I also had a chance just recently to work with Fritha over an obstacle course. This turned out to be a blast. Fritha was willing to trust, and happy to work. I was riding bareback, and using my Crazy Ropes bridle, and loving it. We walked over tarps, we trotted over poles, and we practiced bending around cones. Fritha did really, really well, until nature conspired against us.

It's been a really, really long time since I've fallen off a horse. Over 10 years since I've had a horse fall down with me, and more than that since I've come off for some other reason. Evidently...I've had it coming.

I had no business being on my horse that day. I had hopped on earlier, and realized my balance was still too shaky to ride. Part way through my first course of antibiotics for that sinus infection, and I was feel better, but a properly working equilibrium is essential when riding. But the obstacle course lured me back on my horse's back.

The weather was really unpredictable that day. Sun, rain, even snow and hail. The wind was the worst though, coming in huge gusts that shook the barn. A big gust of wind came howling through the barn, making a horrid noise, and shaking stuff about. It also flapped a small white sign on the other side of the back arena wall up, so that it was just visible. My calm sane horse who had handled trotting over tarps with no problem, spooked at the noise, and the motion. I stopped her with my legs, but the noise continued, and she spooked, and spooked, and spooked. I felt my balance going, and then she spun to get away , and there I went. I tried to use my seat bone against her back bone, to stop my slide, but Fritha is fat from the long winter, and no backbone was to be found. I tried to grip with my legs, but I'm out of shape from the long winter too. I knew I was going down, so I tried to control my slide, letting go, and dropping at the opportune moment to land beside, rather than under her.
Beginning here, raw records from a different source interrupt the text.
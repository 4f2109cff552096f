//! Text extraction: read the text layer of a PDF via pdfium.
//!
//! ## Why spawn_blocking?
//!
//! pdfium is a C++ library behind a global lock (`thread_safe` feature) and
//! every call blocks. [`Extractor::extract_async`] moves the work onto
//! tokio's blocking pool so the summarisation futures polled alongside it
//! keep making progress while a large PDF is parsed.
//!
//! ## Placeholder mode
//!
//! With [`ExtractionMode::Placeholder`] the file is never opened: every call
//! returns the same one-segment document. The async variant sleeps for
//! [`PLACEHOLDER_DELAY`] first so tests exercise real suspension points.

use crate::config::ExtractionMode;
use crate::error::SummarizeError;
use crate::output::word_count;
use pdfium_render::prelude::*;
use serde::{Deserialize, Serialize};
use std::path::{Path, PathBuf};
use std::time::Duration;
use tracing::{debug, info, warn};

/// Join string used in combined mode when the caller passes `None`.
pub const DEFAULT_PAGE_DELIMITER: &str = "\n-----\n\n";

/// Content of the placeholder document.
pub const PLACEHOLDER_TEXT: &str = "This is a fake document";

/// Title recorded in the placeholder document's metadata.
pub const PLACEHOLDER_TITLE: &str = "Fake document";

/// Simulated latency of [`Extractor::extract_async`] in placeholder mode.
pub const PLACEHOLDER_DELAY: Duration = Duration::from_millis(250);

/// One contiguous run of text: a single page, or the whole file when pages
/// are combined.
#[derive(Debug, Clone, PartialEq, Eq, Serialize, Deserialize)]
pub struct TextSegment {
    pub content: String,
    /// 1-indexed page number; `None` for a combined segment.
    pub page: Option<usize>,
}

/// What we know about the source file.
#[derive(Debug, Clone, Default, PartialEq, Eq, Serialize, Deserialize)]
pub struct DocumentMetadata {
    pub source: PathBuf,
    pub title: Option<String>,
    pub author: Option<String>,
    pub subject: Option<String>,
    pub page_count: usize,
}

/// Extracted text of one PDF, in page order.
#[derive(Debug, Clone, PartialEq, Eq, Serialize, Deserialize)]
pub struct ExtractedDocument {
    pub segments: Vec<TextSegment>,
    pub metadata: DocumentMetadata,
}

impl ExtractedDocument {
    /// All segments joined by a blank line; this is what gets rendered into
    /// the prompt.
    pub fn full_text(&self) -> String {
        self.segments
            .iter()
            .map(|s| s.content.as_str())
            .collect::<Vec<_>>()
            .join("\n\n")
    }

    /// Total whitespace-delimited words across all segments.
    pub fn word_count(&self) -> usize {
        self.segments.iter().map(|s| word_count(&s.content)).sum()
    }

    /// Short display name for logs and error messages.
    pub fn source_name(&self) -> String {
        self.metadata
            .source
            .file_name()
            .unwrap_or(self.metadata.source.as_os_str())
            .to_string_lossy()
            .into_owned()
    }

    fn placeholder(path: &Path) -> Self {
        Self {
            segments: vec![TextSegment {
                content: PLACEHOLDER_TEXT.to_string(),
                page: None,
            }],
            metadata: DocumentMetadata {
                source: path.to_path_buf(),
                title: Some(PLACEHOLDER_TITLE.to_string()),
                page_count: 1,
                ..Default::default()
            },
        }
    }
}

/// Produces [`ExtractedDocument`]s from PDF paths.
#[derive(Debug, Clone, Copy, Default)]
pub struct Extractor {
    mode: ExtractionMode,
}

impl Extractor {
    pub fn new(mode: ExtractionMode) -> Self {
        Self { mode }
    }

    pub fn mode(&self) -> ExtractionMode {
        self.mode
    }

    /// Extract `path`, blocking the current thread.
    ///
    /// With `combine` every page is joined into one segment using
    /// `delimiter` (or [`DEFAULT_PAGE_DELIMITER`]); otherwise each page
    /// becomes its own segment.
    pub fn extract(
        &self,
        path: &Path,
        combine: bool,
        delimiter: Option<&str>,
    ) -> Result<ExtractedDocument, SummarizeError> {
        match self.mode {
            ExtractionMode::Placeholder => Ok(ExtractedDocument::placeholder(path)),
            ExtractionMode::Real => {
                extract_blocking(path, combine, delimiter.unwrap_or(DEFAULT_PAGE_DELIMITER))
            }
        }
    }

    /// Async variant of [`Extractor::extract`] with the same contract.
    pub async fn extract_async(
        &self,
        path: &Path,
        combine: bool,
        delimiter: Option<&str>,
    ) -> Result<ExtractedDocument, SummarizeError> {
        match self.mode {
            ExtractionMode::Placeholder => {
                tokio::time::sleep(PLACEHOLDER_DELAY).await;
                Ok(ExtractedDocument::placeholder(path))
            }
            ExtractionMode::Real => {
                let path = path.to_path_buf();
                let delimiter = delimiter.unwrap_or(DEFAULT_PAGE_DELIMITER).to_string();
                tokio::task::spawn_blocking(move || extract_blocking(&path, combine, &delimiter))
                    .await
                    .map_err(|e| SummarizeError::Internal(format!("Extract task panicked: {}", e)))?
            }
        }
    }
}

/// Bind to pdfium through pdfium-auto: `PDFIUM_LIB_PATH` if it exists,
/// else the cached library, downloading it on first use.
fn bind_pdfium() -> Result<Pdfium, SummarizeError> {
    pdfium_auto::bind_pdfium_silent()
        .map_err(|e| SummarizeError::PdfiumBindingFailed(e.to_string()))
}

/// Blocking implementation of text extraction.
fn extract_blocking(
    path: &Path,
    combine: bool,
    delimiter: &str,
) -> Result<ExtractedDocument, SummarizeError> {
    if !path.is_file() {
        return Err(SummarizeError::FileNotFound {
            path: path.to_path_buf(),
        });
    }
    let pdfium = bind_pdfium()?;

    let document = pdfium
        .load_pdf_from_file(path, None)
        .map_err(|e| SummarizeError::CorruptPdf {
            path: path.to_path_buf(),
            detail: format!("{:?}", e),
        })?;

    let metadata = document.metadata();
    let get_meta = |tag: PdfDocumentMetadataTagType| -> Option<String> {
        metadata.get(tag).and_then(|t| {
            let v = t.value().trim().to_string();
            if v.is_empty() {
                None
            } else {
                Some(v)
            }
        })
    };

    let pages = document.pages();
    let page_count = pages.len() as usize;
    info!("{}: {} pages", path.display(), page_count);

    let mut page_texts = Vec::with_capacity(page_count);
    for (idx, page) in pages.iter().enumerate() {
        let text = page
            .text()
            .map_err(|e| SummarizeError::ExtractionFailed {
                path: path.to_path_buf(),
                page: idx + 1,
                detail: format!("{:?}", e),
            })?
            .all();
        debug!("Page {}: {} chars", idx + 1, text.len());
        page_texts.push(text);
    }

    if page_texts.iter().all(|t| t.trim().is_empty()) {
        warn!("{}: no text layer found (scanned PDF?)", path.display());
    }

    let segments = if combine {
        vec![TextSegment {
            content: page_texts.join(delimiter),
            page: None,
        }]
    } else {
        page_texts
            .into_iter()
            .enumerate()
            .map(|(idx, content)| TextSegment {
                content,
                page: Some(idx + 1),
            })
            .collect()
    };

    Ok(ExtractedDocument {
        segments,
        metadata: DocumentMetadata {
            source: path.to_path_buf(),
            title: get_meta(PdfDocumentMetadataTagType::Title),
            author: get_meta(PdfDocumentMetadataTagType::Author),
            subject: get_meta(PdfDocumentMetadataTagType::Subject),
            page_count,
        },
    })
}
I landed rear first, hitting just far enough back that I didn't bruise my tail-bone again. Then my back hit, then evidently my head hit pretty hard. I didn't feel that part, thank goodness for helmets. My legs came down last, and I lay there in the dirt of the arena, with the breath knocked out of me, and thought "Wow, that was embarrassing!" When I got my breath back, I started laughing, and checked to see where my horse had gone. My friend was holding her, and poor Fritha had a look of terrible concern on her face. Clearly she was not expecting to loose her rider in that fashion.

We walked around for a long time, while I was hoping the wind would die down enough for me to crawl back on for a short ride, before I stiffened up so much I couldn't crawl back on. The wind continued howling, and growling.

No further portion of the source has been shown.